Saturday, February 20, 2016

Four-Lane Pileup

Political parties used to have wings. 2016 is the year they developed lanes.

That's what happens when you have seventeen candidates seeking your presidential nomination, as the Republican Party did at the start of this campaign. It's pretty tough to crowd seventeen people onto two wings. Eventually, some might fall off, or even choose to jump. And a creature with seventeen wings, even a political party, is too terrifying even to consider.

Hence, the advent of lanes, popularized by Senator Ted Cruz of Texas and his shrewd strategic team. Even if he doesn't win the presidency, or even the Republican nomination—and I still don't think he will—Cruz will go down in history as the guy who changed the way pundits talk about campaigns. The lane metaphor has become ubiquitous. It's the fallback catch phrase for the talking heads of the politigentsia (did I just coin that word?). When's the last time you caught anyone referring to the "right wing" of the GOP?

The way Cruz saw it, there are four lanes in the grand new version of the Grand Old Party: the evangelical Christian lane, the Tea Party lane, the libertarian lane (read: the Ron Paul lane), and the moderate-establishment-old boy lane (read: the Bush-Romney-Bush lane). As a nakedly ambitious man unable to even pretend to conceal his Machiavellian ways behind a facade of niceties, Cruz was only too happy to articulate his four-lane construct to any and all observers as he launched his long-shot bid for the presidency. None of us took him too seriously, giving him barely any chance of breaking out of the pack ("way too conservative, unlikable, irritating, a niche candidate," we said). Four lanes, huh? Nice idea, Ted. Lovely. Good luck with that. Now go filibuster something and leave us alone.

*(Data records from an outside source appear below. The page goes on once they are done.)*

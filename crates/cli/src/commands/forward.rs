//! `clawtrail forward` — Mirror the agent's outgoing messages.

use std::path::Path;
use std::sync::Arc;

use clawtrail_channels::{ConsoleSink, DiscordClient, DiscordConfig};
use clawtrail_core::channel::DeliverySink;
use clawtrail_forwarder::{DedupStateStore, DedupTracker, TrackerSettings};
use tracing::info;

pub async fn run(
    config_path: Option<&Path>,
    once: bool,
    dry_run: bool,
) -> Result<(), Box<dyn std::error::Error>> {
    let config = super::load_config(config_path)?;
    config.validate_for_forward()?;

    let client = Arc::new(DiscordClient::new(DiscordConfig::from(&config))?);
    let mut store = DedupStateStore::load(&config.state_file, config.dedup_capacity);
    let sink: Arc<dyn DeliverySink> = if dry_run {
        store = store.without_persistence();
        Arc::new(ConsoleSink::new())
    } else {
        client.clone()
    };

    let settings = TrackerSettings::from(&config);
    println!("🔁 clawtrail forwarder");
    println!("   Destination: {}", settings.destination);
    println!("   Watching:    {}", settings.watch_channels.join(", "));
    println!("   Interval:    {}s", settings.poll_interval.as_secs());
    println!(
        "   State:       {} ({} tracked)",
        store.path().display(),
        store.len()
    );
    if dry_run {
        println!("   Dry run:     forwards printed, state not saved");
    }

    let mut tracker = DedupTracker::new(client, sink, store, settings);

    if once {
        let report = tracker.run_cycle().await;
        println!(
            "Forwarded {} message(s); {} fetch, {} forward, {} persist failure(s)",
            report.forwarded.len(),
            report.fetch_failures,
            report.forward_failures,
            report.persist_failures
        );
        return Ok(());
    }

    tracker
        .run_until(async {
            if let Err(e) = tokio::signal::ctrl_c().await {
                tracing::warn!(error = %e, "Ctrl-C handler unavailable");
                std::future::pending::<()>().await;
            }
        })
        .await;
    info!(tracked = tracker.store().len(), "Forwarder stopped");

    Ok(())
}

But Cruz, who has proven time and again to be an absolutely brilliant politician (you may not want him to be president, but he would make one hell of a campaign manager) who thinks many moves ahead of his adversaries (if running for president were chess, Cruz would be the Bobby Fischer of our time), had a plan. He would run from the Tea Party lane, as he did when he stunned establishment darling David Dewhurst to capture a U.S. Senate seat in Texas. But he would also court the hell out of the evangelical Christians (pardon my blasphemy), and also go after the Libertarians, whom Rand Paul was taking for granted. Cruz figured if he could consolidate those three lanes, he would be the last conservative standing, and the only viable alternative to whomever captured the moderate-establishment lane, presumably one of the Four Govs, Bush, Kasich, Christie or Walker.

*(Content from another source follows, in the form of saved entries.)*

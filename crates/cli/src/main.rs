//! clawtrail CLI — the main entry point.
//!
//! Commands:
//! - `format`   — Turn an agent session log into audit-channel summaries
//! - `forward`  — Mirror the agent's outgoing messages into the audit channel
//! - `init`     — Write a sample config file
//! - `status`   — Show configuration and dedup state

use std::path::PathBuf;

use clap::{Parser, Subcommand};

mod commands;

#[derive(Parser)]
#[command(
    name = "clawtrail",
    about = "clawtrail — audit trail for autonomous agents on Discord",
    version,
    author
)]
struct Cli {
    #[command(subcommand)]
    command: Commands,

    /// Config file (default: ~/.clawtrail/config.toml)
    #[arg(short, long, global = true, env = "CLAWTRAIL_CONFIG")]
    config: Option<PathBuf>,

    /// Enable verbose logging
    #[arg(short, long, global = true)]
    verbose: bool,
}

#[derive(Subcommand)]
enum Commands {
    /// Read a JSONL session log and post a summary of every turn
    Format {
        /// Session label attached to log lines
        #[arg(short, long)]
        session: Option<String>,

        /// Read from this file instead of stdin
        #[arg(short, long)]
        input: Option<PathBuf>,

        /// Print summaries to stdout instead of posting them
        #[arg(long)]
        dry_run: bool,
    },

    /// Poll watched channels and forward the agent's messages
    Forward {
        /// Run a single poll cycle and exit
        #[arg(long)]
        once: bool,

        /// Print forwards to stdout and leave the state file untouched
        #[arg(long)]
        dry_run: bool,
    },

    /// Write a sample config file
    Init {
        /// Overwrite an existing config
        #[arg(long)]
        force: bool,
    },

    /// Show configuration and dedup state
    Status,
}

#[tokio::main]
async fn main() -> Result<(), Box<dyn std::error::Error>> {
    let cli = Cli::parse();

    // Logs go to stderr; stdout carries dry-run output
    let filter = if cli.verbose { "debug" } else { "info" };
    tracing_subscriber::fmt()
        .with_env_filter(
            tracing_subscriber::EnvFilter::try_from_default_env()
                .unwrap_or_else(|_| tracing_subscriber::EnvFilter::new(filter)),
        )
        .with_writer(std::io::stderr)
        .with_target(false)
        .init();

    let config_path = cli.config.as_deref();
    match cli.command {
        Commands::Format {
            session,
            input,
            dry_run,
        } => commands::format::run(config_path, session, input, dry_run).await?,
        Commands::Forward { once, dry_run } => {
            commands::forward::run(config_path, once, dry_run).await?
        }
        Commands::Init { force } => commands::init::run(config_path, force)?,
        Commands::Status => commands::status::run(config_path)?,
    }

    Ok(())
}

Cruz succeeded beyond anyone's wildest dreams except his own. Walker wilted early. Paul petered out. Christie and Bush are gone. The other red meat conservatives, Rick Santorum and Mike Huckabee, were yesterday's news. Bobby Jindal couldn't get out of the starting gate. Rick Perry became a late night punchline. Ben Carson and Carly Fiorina each had their moment in the sun, only to fade into asterisk land (Carson seems to have invented his own lane: the extremely slow lane, in which all the drivers fall asleep at the wheel until they veer into the Bushes). He won the Iowa caucus by doing exactly what he'd planned: uniting the evangelical, libertarian and Tea Party lanes behind his candidacy and presenting himself as the only one worthy of taking on the unexpected Big Dog, Donald Trump.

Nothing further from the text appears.